Dear friend/person who read something I was quoted as saying in the media/random blogger:

Thank you so much for your thoughts on the state of the housing market. I was most impressed with your emphatic declaration that real estate is currently overpriced and that the nearly 70 percent of Americans who own their own homes are "just a bunch of ninnies."

It is not always easy to be smarter than two-thirds of the country, but you, with your smug declaration that you would "continue renting till prices fall 50%" are clearly some kind of exceptionally far-sighted genius.

The fact that you may have previously come to me as a potential client, only to be told that your target housing would cost five times your annual income, does not weigh in on this debate, I’m sure.

No, you may not have had the wisdom to pull your salary up or your desires down to get your income in line with a starter home; how could you have, when you were using that gigantic brainpower of yours to declare that home prices would keep falling till 2010?

When I first got out of college I went to work on Wall Street. I missed the crash of ’87 but was in the office for the mini-crash of ’88, where grown men (and they were mostly men) who had been in the business for 20 years stopped what they were doing to gather around a computer screen to watch a line go down, down, down.

That was a bad market day, the kind we used to say would drive investors "out on the ledges."

Well, clearly housing has cycles just as stocks do. The fact that America’s real estate is in a slide is best illuminated by the statistic that last year home prices went down, the first annual decrease since the Great Depression.

But it really doesn’t mean that all market activity has ceased. Existing homes may be selling at a pace of only 5 million a year, but honestly, that’s enough business for me that you can stop cracking jokes about my needing to learn to flip burgers for a living.

What’s more, not all of those home sales are the painful struggles that you imagine them to be. I know I’m in the Northeast, which has been spared some of the pain, but things up here that are listed at decent prices still go pretty quickly. I listed my suburban house at 3 percent less than my Realtor advised — yup, I wouldn’t sell outside of my own real estate territory, just like a doctor wouldn’t cut out his own appendix — and I got an offer the week after I listed.

Now, giving up that 3 percent didn’t make me happy, and the price my Realtor advised was probably 10 percent less than it would have been a year ago. But that 13 percent off the peak is still 50 percent higher than when I bought, ninny that I was.

But these are joys that you too can experience, the gut-wrenching thrill of watching neighborhood prices pop up and slide down, when you become a homeowner. (You can also experience the unique frisson of watching money you thought you were going to vacation on turn into roof shingles instead.)

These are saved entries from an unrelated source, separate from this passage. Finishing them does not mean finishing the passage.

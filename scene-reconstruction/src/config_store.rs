use crate::checkpoint::write_atomic;
use crate::error::Result;
use crate::settings::ConfigSet;
use log::*;
use serde::{de::DeserializeOwned, Serialize};
use std::fs;
use std::fmt;
use std::io;
use std::path::{Path, PathBuf};

pub const TRACKER_FILE: &str = "tracker.yaml";
pub const SIMILAR_TRACKER_FILE: &str = "similar_tracker.yaml";
pub const SIMILAR_UNORDERED_FILE: &str = "similar_unordered.yaml";
pub const PAIRWISE_FILE: &str = "pairwise.yaml";
pub const SPARSE_TO_DENSE_FILE: &str = "sparse_to_dense.yaml";

/// A configuration file that could not be used. The default was used in its place.
#[derive(Debug, Clone, PartialEq, Eq)]
pub enum ConfigWarning {
    Missing { path: PathBuf },
    Unreadable { path: PathBuf, message: String },
}

impl fmt::Display for ConfigWarning {
    fn fmt(&self, f: &mut fmt::Formatter<'_>) -> fmt::Result {
        match self {
            ConfigWarning::Missing { path } => {
                write!(f, "{} is missing, using the default", path.display())
            }
            ConfigWarning::Unreadable { path, message } => {
                write!(f, "{} is unreadable, using the default: {}", path.display(), message)
            }
        }
    }
}

#[derive(Debug, Clone, PartialEq)]
pub struct ResolvedConfig {
    pub configs: ConfigSet,
    pub warnings: Vec<ConfigWarning>,
}

/// Resolves every configuration object.
///
/// Without a directory this is `base`. With one, each object is loaded from its own
/// file and falls back to its value in `base` if that file is missing or can't be
/// parsed. This never fails.
pub fn resolve(override_dir: Option<&Path>, base: ConfigSet) -> ResolvedConfig {
    let Some(dir) = override_dir else {
        return ResolvedConfig {
            configs: base,
            warnings: vec![],
        };
    };
    info!("loading configurations from {}", dir.display());

    let mut warnings = vec![];
    let configs = ConfigSet {
        tracker: resolve_one(dir, TRACKER_FILE, base.tracker, &mut warnings),
        similar_tracker: resolve_one(
            dir,
            SIMILAR_TRACKER_FILE,
            base.similar_tracker,
            &mut warnings,
        ),
        similar_unordered: resolve_one(
            dir,
            SIMILAR_UNORDERED_FILE,
            base.similar_unordered,
            &mut warnings,
        ),
        pairwise: resolve_one(dir, PAIRWISE_FILE, base.pairwise, &mut warnings),
        sparse_to_dense: resolve_one(
            dir,
            SPARSE_TO_DENSE_FILE,
            base.sparse_to_dense,
            &mut warnings,
        ),
    };
    ResolvedConfig { configs, warnings }
}

fn resolve_one<T: DeserializeOwned>(
    dir: &Path,
    name: &str,
    fallback: T,
    warnings: &mut Vec<ConfigWarning>,
) -> T {
    let path = dir.join(name);
    let text = match fs::read_to_string(&path) {
        Ok(text) => text,
        Err(e) if e.kind() == io::ErrorKind::NotFound => {
            warn!("configuration {} is missing, using the default", path.display());
            warnings.push(ConfigWarning::Missing { path });
            return fallback;
        }
        Err(e) => {
            error!("failed to read {}: {}", path.display(), e);
            warnings.push(ConfigWarning::Unreadable {
                path,
                message: e.to_string(),
            });
            return fallback;
        }
    };
    match serde_yaml::from_str(&text) {
        Ok(value) => value,
        Err(e) => {
            error!("failed to parse {}: {}", path.display(), e);
            warnings.push(ConfigWarning::Unreadable {
                path,
                message: e.to_string(),
            });
            fallback
        }
    }
}

/// Writes every configuration object into `dir`, creating it if needed.
pub fn save(configs: &ConfigSet, dir: &Path) -> Result<()> {
    save_one(&configs.tracker, &dir.join(TRACKER_FILE))?;
    save_one(&configs.similar_tracker, &dir.join(SIMILAR_TRACKER_FILE))?;
    save_one(&configs.similar_unordered, &dir.join(SIMILAR_UNORDERED_FILE))?;
    save_one(&configs.pairwise, &dir.join(PAIRWISE_FILE))?;
    save_one(&configs.sparse_to_dense, &dir.join(SPARSE_TO_DENSE_FILE))
}

fn save_one<T: Serialize>(value: &T, path: &Path) -> Result<()> {
    write_atomic(path, |w| {
        serde_yaml::to_writer(w, value).map_err(|e| io::Error::new(io::ErrorKind::Other, e))
    })
}
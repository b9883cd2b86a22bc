use crate::checkpoint::CheckpointStore;
use crate::collaborators::Backend;
use crate::config_store::{self, ConfigWarning};
use crate::error::{io_at, PipelineError, Result};
use crate::images::{list_images, ImageSequence};
use crate::output::prepare_output;
use crate::settings::ConfigSet;
use crate::stages::{
    compute_pairwise, compute_scenes, find_similar, load_pairwise, load_scenes, load_similar,
    plan_scenes, profile, reconstruct_scene, SceneOutcome,
};
use crate::summary::{human_duration, write_index_to_image, VerboseLog};
use log::*;
use rayon::ThreadPoolBuilder;
use std::io::Write;
use std::path::PathBuf;
use std::time::{Duration, Instant};

pub const INDEX_FILE: &str = "index_to_image.txt";
pub const VERBOSE_FILE: &str = "verbose.txt";
pub const CONFIGURATIONS_DIR: &str = "configurations";

/// Largest disparity range the dense stage supports.
pub const MAX_DISPARITY_RANGE: u32 = 255;

/// Which stages are loaded from a previous run instead of computed.
#[derive(Debug, Copy, Clone, PartialEq, Eq, Default)]
pub enum ResumeFrom {
    /// Compute everything.
    #[default]
    Nothing,
    /// Load similarity and pairwise, compute the rest.
    Sparse,
    /// Load everything up to the refined structure, compute only dense.
    Dense,
}

impl ResumeFrom {
    /// Resuming from sparse takes precedence if both are requested.
    pub fn from_flags(rerun_sparse: bool, rerun_dense: bool) -> Self {
        if rerun_sparse {
            ResumeFrom::Sparse
        } else if rerun_dense {
            ResumeFrom::Dense
        } else {
            ResumeFrom::Nothing
        }
    }
}

/// What happens when one of several scenes fails.
#[derive(Debug, Copy, Clone, PartialEq, Eq, Default)]
pub enum SceneFailurePolicy {
    /// The whole run fails.
    #[default]
    Abort,
    /// The scene is recorded as failed and the remaining scenes are processed.
    Skip,
}

#[derive(Debug, Clone, PartialEq)]
pub struct PipelineOptions {
    pub output: PathBuf,
    /// Directory with configuration files overriding the defaults
    pub config_path: Option<PathBuf>,
    /// Images with more pixels than this are downsized. Zero disables downsizing.
    pub max_pixels: u64,
    /// Overrides the configured minimum disparity
    pub minimum_disparity: Option<f64>,
    /// Overrides the configured disparity range if not zero
    pub max_disparity: u32,
    /// Input images are a temporal sequence
    pub ordered: bool,
    pub try_harder: bool,
    pub all_scenes: bool,
    pub resume: ResumeFrom,
    pub delete_output: bool,
    /// Mirror the verbose log to stdout
    pub verbose: bool,
    pub save_fused_disparity: bool,
    /// Worker threads, zero for the system default
    pub max_threads: usize,
    /// Only consulted when processing all scenes
    pub scene_failure: SceneFailurePolicy,
}

impl Default for PipelineOptions {
    fn default() -> Self {
        Self {
            output: PathBuf::from("output"),
            config_path: None,
            max_pixels: 800 * 600,
            minimum_disparity: None,
            max_disparity: 0,
            ordered: false,
            try_harder: false,
            all_scenes: false,
            resume: ResumeFrom::Nothing,
            delete_output: false,
            verbose: false,
            save_fused_disparity: false,
            max_threads: 0,
            scene_failure: SceneFailurePolicy::Abort,
        }
    }
}

impl PipelineOptions {
    /// Applies the options which take precedence over configuration files.
    pub fn apply_overrides(&self, configs: &mut ConfigSet) {
        if self.max_disparity > 0 {
            configs.sparse_to_dense.disparity.disparity_range = self.max_disparity;
        }
        if let Some(minimum) = self.minimum_disparity {
            configs.sparse_to_dense.minimum_disparity = minimum;
        }
    }

    fn check(&self) -> Result<()> {
        if self.max_disparity > MAX_DISPARITY_RANGE {
            return Err(PipelineError::DisparityRangeTooLarge {
                max_disparity: self.max_disparity,
            });
        }
        if self.delete_output && self.resume != ResumeFrom::Nothing {
            return Err(PipelineError::ConflictingOptions(
                "deleting the output would remove the results being resumed from",
            ));
        }
        Ok(())
    }
}

/// Everything a stage needs, shared read-only across the run.
#[derive(Debug)]
pub struct PipelineContext {
    pub configs: ConfigSet,
    pub images: ImageSequence,
    pub store: CheckpointStore,
    pub verbose: VerboseLog,
    pub save_fused_disparity: bool,
}

/// A scene that failed and was skipped.
#[derive(Debug, Clone, PartialEq, Eq)]
pub struct SceneFailure {
    pub directory: String,
    pub reason: String,
}

#[derive(Debug, Clone)]
pub struct RunSummary {
    pub scenes: Vec<SceneOutcome>,
    pub failed: Vec<SceneFailure>,
    pub config_warnings: Vec<ConfigWarning>,
    pub elapsed: Duration,
}

/// Sequences the stages of a reconstruction over a set of input images.
pub struct Pipeline<B> {
    backend: B,
    options: PipelineOptions,
}

impl<B> Pipeline<B>
where
    B: Backend + Sync,
{
    pub fn new(backend: B, options: PipelineOptions) -> Self {
        Self { backend, options }
    }

    pub fn options(&self) -> &PipelineOptions {
        &self.options
    }

    pub fn backend(&self) -> &B {
        &self.backend
    }

    /// Lists the images selected by `pattern` and runs on them.
    pub fn run_pattern(&self, pattern: &str) -> Result<RunSummary> {
        let inputs = list_images(pattern)?;
        if inputs.is_empty() {
            error!("no inputs found, bad path or pattern? {}", pattern);
            return Err(PipelineError::NoInputsFound {
                pattern: pattern.to_owned(),
            });
        }
        self.run(inputs)
    }

    /// Runs every stage.
    ///
    /// Input problems are detected before anything is written to the output directory.
    pub fn run(&self, inputs: Vec<PathBuf>) -> Result<RunSummary> {
        if inputs.is_empty() {
            return Err(PipelineError::NoInputsFound {
                pattern: String::new(),
            });
        }
        self.options.check()?;

        let pool = ThreadPoolBuilder::new()
            .num_threads(self.options.max_threads)
            .build()?;
        pool.install(|| self.run_in_pool(inputs))
    }

    fn run_in_pool(&self, inputs: Vec<PathBuf>) -> Result<RunSummary> {
        let start = Instant::now();
        let options = &self.options;
        let output = options.output.as_path();

        let _lock = prepare_output(output, options.delete_output)?;

        let verbose = VerboseLog::create(&output.join(VERBOSE_FILE), options.verbose)?;
        verbose.line(format!("ordered        = {}", options.ordered));
        verbose.line(format!("max pixels     = {}", options.max_pixels));
        verbose.line(format!("resume         = {:?}", options.resume));
        verbose.line(format!("output dir     = {}", output.display()));
        verbose.line(format!("Total images: {}", inputs.len()));

        info!("total images: {}", inputs.len());
        write_index_to_image(&output.join(INDEX_FILE), &inputs)?;

        let base = if options.try_harder {
            ConfigSet::try_harder()
        } else {
            ConfigSet::default()
        };
        let resolved = config_store::resolve(options.config_path.as_deref(), base);
        for warning in &resolved.warnings {
            verbose.line(format!("configuration: {}", warning));
        }
        let mut configs = resolved.configs;
        options.apply_overrides(&mut configs);
        config_store::save(&configs, &output.join(CONFIGURATIONS_DIR))?;

        let ctx = PipelineContext {
            configs,
            images: ImageSequence::new(inputs, options.max_pixels),
            store: CheckpointStore::new(output),
            verbose,
            save_fused_disparity: options.save_fused_disparity,
        };
        let backend: &dyn Backend = &self.backend;
        let resume = options.resume;

        let similar = profile(&ctx, "similarity", || match resume {
            ResumeFrom::Nothing => find_similar(&ctx, backend, options.ordered),
            _ => load_similar(&ctx),
        })?;

        let graph = profile(&ctx, "pairwise", || match resume {
            ResumeFrom::Nothing => compute_pairwise(&ctx, backend, &similar),
            _ => load_pairwise(&ctx),
        })?;

        let plans = match resume {
            ResumeFrom::Dense => profile(&ctx, "loading scenes", || {
                load_scenes(&ctx, options.all_scenes)
            })?,
            _ => {
                let scenes = profile(&ctx, "metric", || {
                    compute_scenes(&ctx, backend, &similar, &graph)
                })?;
                plan_scenes(scenes, options.all_scenes)
            }
        };

        let mut scenes = vec![];
        let mut failed = vec![];
        for plan in &plans {
            let stage = format!("scene {}", plan.directory);
            let result = profile(&ctx, &stage, || {
                reconstruct_scene(
                    &ctx,
                    backend,
                    &similar,
                    &graph,
                    plan,
                    resume == ResumeFrom::Dense,
                )
            });
            match result {
                Ok(outcome) => scenes.push(outcome),
                Err(e) if options.all_scenes && options.scene_failure == SceneFailurePolicy::Skip => {
                    warn!("skipping {}: {}", plan.directory, e);
                    failed.push(SceneFailure {
                        directory: plan.directory.clone(),
                        reason: e.to_string(),
                    });
                }
                Err(e) => return Err(e),
            }
        }
        if scenes.is_empty() {
            return Err(PipelineError::AllScenesFailed {
                count: plans.len(),
            });
        }

        let elapsed = start.elapsed();
        info!("total time: {}", human_duration(elapsed));
        ctx.verbose
            .line(format!("Total Time: {}", human_duration(elapsed)));
        let verbose_path = output.join(VERBOSE_FILE);
        ctx.verbose.clone().flush().map_err(io_at(verbose_path))?;

        Ok(RunSummary {
            scenes,
            failed,
            config_warnings: resolved.warnings,
            elapsed,
        })
    }
}
/// Accepts the working estimate as is.
pub struct IdentityRefiner {
    keep_fraction: f64,
}

impl Refiner for IdentityRefiner {
    fn process(
        &mut self,
        _similar: &SimilarityDatabase,
        working: &WorkingSceneGraph,
    ) -> Result<RefineOutcome> {
        debug!(
            "refining {} views keeping {:.0}% of observations",
            working.views.len(),
            self.keep_fraction * 100.0
        );
        let scene = RefinedScene {
            views: working
                .views
                .iter()
                .map(|v| RefinedView {
                    index: v.index,
                    world_to_view: v.world_to_view,
                    intrinsics: v.intrinsics,
                })
                .collect(),
            points: working.points.clone(),
        };
        Ok(RefineOutcome {
            scene,
            converged: true,
        })
    }
}

/// Matches each view against the views after it on the rail and fuses the results.
pub struct RailStereo {
    settings: SparseToDenseSettings,
    verbose: Option<VerboseLog>,
}

impl DenseFuser for RailStereo {
    fn set_verbose(&mut self, log: VerboseLog) {
        self.verbose = Some(log);
    }

    fn process(
        &mut self,
        scene: &RefinedScene,
        view_to_id: &BTreeMap<usize, String>,
        lookup: &dyn ImageLookup,
        listener: &mut dyn StereoListener,
    ) -> Result<Option<DenseCloud>> {
        let disparity = &self.settings.disparity;
        let mut views: Vec<&RefinedView> = scene.views.iter().collect();
        views.sort_by_key(|v| v.index);

        let mut cloud = DenseCloud::new();
        for (ix, center) in views.iter().enumerate() {
            let Some(center_id) = view_to_id.get(&center.index) else {
                warn!("view {} has no image", center.index);
                continue;
            };
            let left_rgb = lookup.load_image(center_id)?;
            let left = average_gray(&left_rgb);

            let mut pairs = vec![];
            for neighbor in views.iter().skip(ix + 1).take(self.settings.max_fused_views) {
                let Some(neighbor_id) = view_to_id.get(&neighbor.index) else {
                    continue;
                };
                if lookup.load_shape(neighbor_id) != lookup.load_shape(center_id) {
                    debug!("skipping {} and {}, sizes differ", center_id, neighbor_id);
                    continue;
                }
                let right = average_gray(&lookup.load_image(neighbor_id)?);
                let baseline = (camera_center(center) - camera_center(neighbor)).norm();
                let pair = block_match(&left, &right, disparity);
                let parameters = stereo_parameters(disparity, baseline, center.intrinsics.f);
                listener.handle_pair_disparity(center_id, neighbor_id, &pair, &parameters)?;
                pairs.push((pair, baseline));
            }
            let Some(&(_, reference_baseline)) = pairs.first() else {
                continue;
            };

            let parameters = stereo_parameters(disparity, reference_baseline, center.intrinsics.f);
            let mut fused = fuse(&pairs, reference_baseline, disparity.disparity_range);
            listener.handle_fused_disparity(center_id, &mut fused, &parameters)?;

            let before = cloud.len();
            let (cx, cy) = (fused.width as f64 / 2.0, fused.height as f64 / 2.0);
            for y in 0..fused.height {
                for x in 0..fused.width {
                    let Some(z) = parameters.depth(fused.get(x, y)) else {
                        continue;
                    };
                    let f = parameters.focal;
                    let point = Point3::new((x as f64 - cx) * z / f, (y as f64 - cy) * z / f, z);
                    let world = center.world_to_view.inverse_transform_point(&point);
                    cloud.push(world, left_rgb.get_pixel(x, y).0);
                }
            }
            if let Some(log) = &self.verbose {
                log.line(format!(
                    "view {} fused {} pairs into {} points",
                    center_id,
                    pairs.len(),
                    cloud.len() - before
                ));
            }
        }

        Ok(if cloud.is_empty() { None } else { Some(cloud) })
    }
}
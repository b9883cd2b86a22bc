use super::SimilarityOutput;
use crate::checkpoint::Stage;
use crate::collaborators::Backend;
use crate::error::{PipelineError, Result};
use crate::pipeline::PipelineContext;
use crate::scene::{PairwiseGraph, WorkingSceneGraph};
use itertools::Itertools;
use log::*;
use std::cmp::Reverse;

/// A working scene and the output directory it is reconstructed into.
#[derive(Debug, Clone, PartialEq)]
pub struct ScenePlan {
    pub directory: String,
    pub working: WorkingSceneGraph,
}

/// Reconstructs every metric scene, largest first.
///
/// Producing no scene at all is an error.
pub fn compute_scenes(
    ctx: &PipelineContext,
    backend: &dyn Backend,
    similar: &SimilarityOutput,
    graph: &PairwiseGraph,
) -> Result<Vec<WorkingSceneGraph>> {
    let mut metric = backend.metric();
    metric.set_verbose(ctx.verbose.clone());
    let mut scenes = metric.process(&similar.database, &similar.cameras, graph)?;
    if scenes.is_empty() {
        return Err(PipelineError::ReconstructionFailed {
            reason: format!(
                "no scene could be reconstructed from {} views",
                graph.nodes.len()
            ),
        });
    }
    sort_largest_first(&mut scenes);

    info!(
        "reconstructed {} scenes with view counts [{}]",
        scenes.len(),
        scenes.iter().map(|s| s.views.len()).join(", ")
    );
    for (ix, scene) in scenes.iter().enumerate() {
        ctx.verbose
            .line(format!("scene[{}] views={}", ix, scene.views.len()));
    }
    Ok(scenes)
}

/// Sorts by descending view count. Scenes with the same count keep their order.
pub fn sort_largest_first(scenes: &mut [WorkingSceneGraph]) {
    scenes.sort_by_key(|scene| Reverse(scene.views.len()));
}

/// Number of decimal digits in `n`.
pub fn num_digits(n: usize) -> usize {
    n.to_string().len()
}

/// The directory each scene is written to.
///
/// All scenes are numbered with just enough zero padding for the total count, a
/// single scene goes to `scene`.
pub fn scene_directory_names(count: usize, all_scenes: bool) -> Vec<String> {
    if all_scenes {
        let width = num_digits(count);
        (0..count)
            .map(|ix| format!("scene{:0width$}", ix, width = width))
            .collect()
    } else {
        vec!["scene".to_owned()]
    }
}

/// Pairs sorted scenes with their output directories. Without `all_scenes` only the
/// largest scene is kept.
pub fn plan_scenes(scenes: Vec<WorkingSceneGraph>, all_scenes: bool) -> Vec<ScenePlan> {
    let names = scene_directory_names(scenes.len(), all_scenes);
    names
        .into_iter()
        .zip(scenes)
        .map(|(directory, working)| ScenePlan { directory, working })
        .collect()
}

/// Loads the working scene of every scene directory, in directory name order.
///
/// Each scene keeps the directory it was loaded from. Without `all_scenes` only the
/// first is kept.
pub fn load_scenes(ctx: &PipelineContext, all_scenes: bool) -> Result<Vec<ScenePlan>> {
    let directories = ctx.store.scene_directories()?;
    if directories.is_empty() {
        return Err(PipelineError::NoScenesFound {
            path: ctx.store.root().to_path_buf(),
        });
    }
    let keep = if all_scenes { directories.len() } else { 1 };
    directories
        .into_iter()
        .take(keep)
        .map(|directory| {
            info!("loading scene {}", directory);
            let working = ctx.store.load(Stage::WorkingGraph, Some(&directory))?;
            Ok(ScenePlan { directory, working })
        })
        .collect()
}

#[cfg(test)]
mod tests {
    use super::*;
    use crate::scene::{PinholeSimplified, WorkingView};
    use nalgebra::Isometry3;

    fn scene(tag: usize, views: usize) -> WorkingSceneGraph {
        WorkingSceneGraph {
            views: (0..views)
                .map(|index| WorkingView {
                    index,
                    id: format!("{}", tag * 100 + index),
                    world_to_view: Isometry3::identity(),
                    intrinsics: PinholeSimplified {
                        f: 1.0,
                        k1: 0.0,
                        k2: 0.0,
                    },
                })
                .collect(),
            points: vec![],
        }
    }

    #[test]
    fn largest_first_is_stable() {
        let mut scenes = vec![scene(0, 3), scene(1, 7), scene(2, 1), scene(3, 7)];
        sort_largest_first(&mut scenes);
        let order: Vec<_> = scenes.iter().map(|s| s.views[0].id.as_str()).collect();
        assert_eq!(order, vec!["100", "300", "0", "200"]);
        let sizes: Vec<_> = scenes.iter().map(|s| s.views.len()).collect();
        assert_eq!(sizes, vec![7, 7, 3, 1]);
    }

    #[test]
    fn single_scene_is_first_largest() {
        let mut scenes = vec![scene(0, 3), scene(1, 7), scene(2, 1), scene(3, 7)];
        sort_largest_first(&mut scenes);
        let plans = plan_scenes(scenes, false);
        assert_eq!(plans.len(), 1);
        assert_eq!(plans[0].directory, "scene");
        assert_eq!(plans[0].working.views[0].id, "100");
    }

    #[test]
    fn directory_padding() {
        let names = scene_directory_names(12, true);
        assert_eq!(names.first().unwrap(), "scene00");
        assert_eq!(names.last().unwrap(), "scene11");

        let names = scene_directory_names(100, true);
        assert_eq!(names[0], "scene000");
        assert_eq!(names[99], "scene099");

        assert_eq!(scene_directory_names(9, true)[8], "scene8");
        assert_eq!(scene_directory_names(9, false), vec!["scene"]);
    }
}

Until then, don’t act supercilious and tell me, "oh, everything’s overpriced, I’m not a buyer." True, some listings are overpriced, but the ones that aren’t are attracting people who have kids and need more space, or people who have to move for their jobs. I’m a homeowner because paying a mortgage is my way of hiding money from myself, and the monthly loan payment is made in dollars that would otherwise get frittered away on shoes and sushi.

Even as the market cycles up and down, I’m building equity, and in 30 years I expect to be richer than I am now. Even as the real estate market is getting stomped on, nearly 5 million people like me are around. You tell me at these prices you’re not a buyer? Honey, you never were.

Alison Rogers is a licensed salesperson and author of "Diary of a Real Estate Rookie."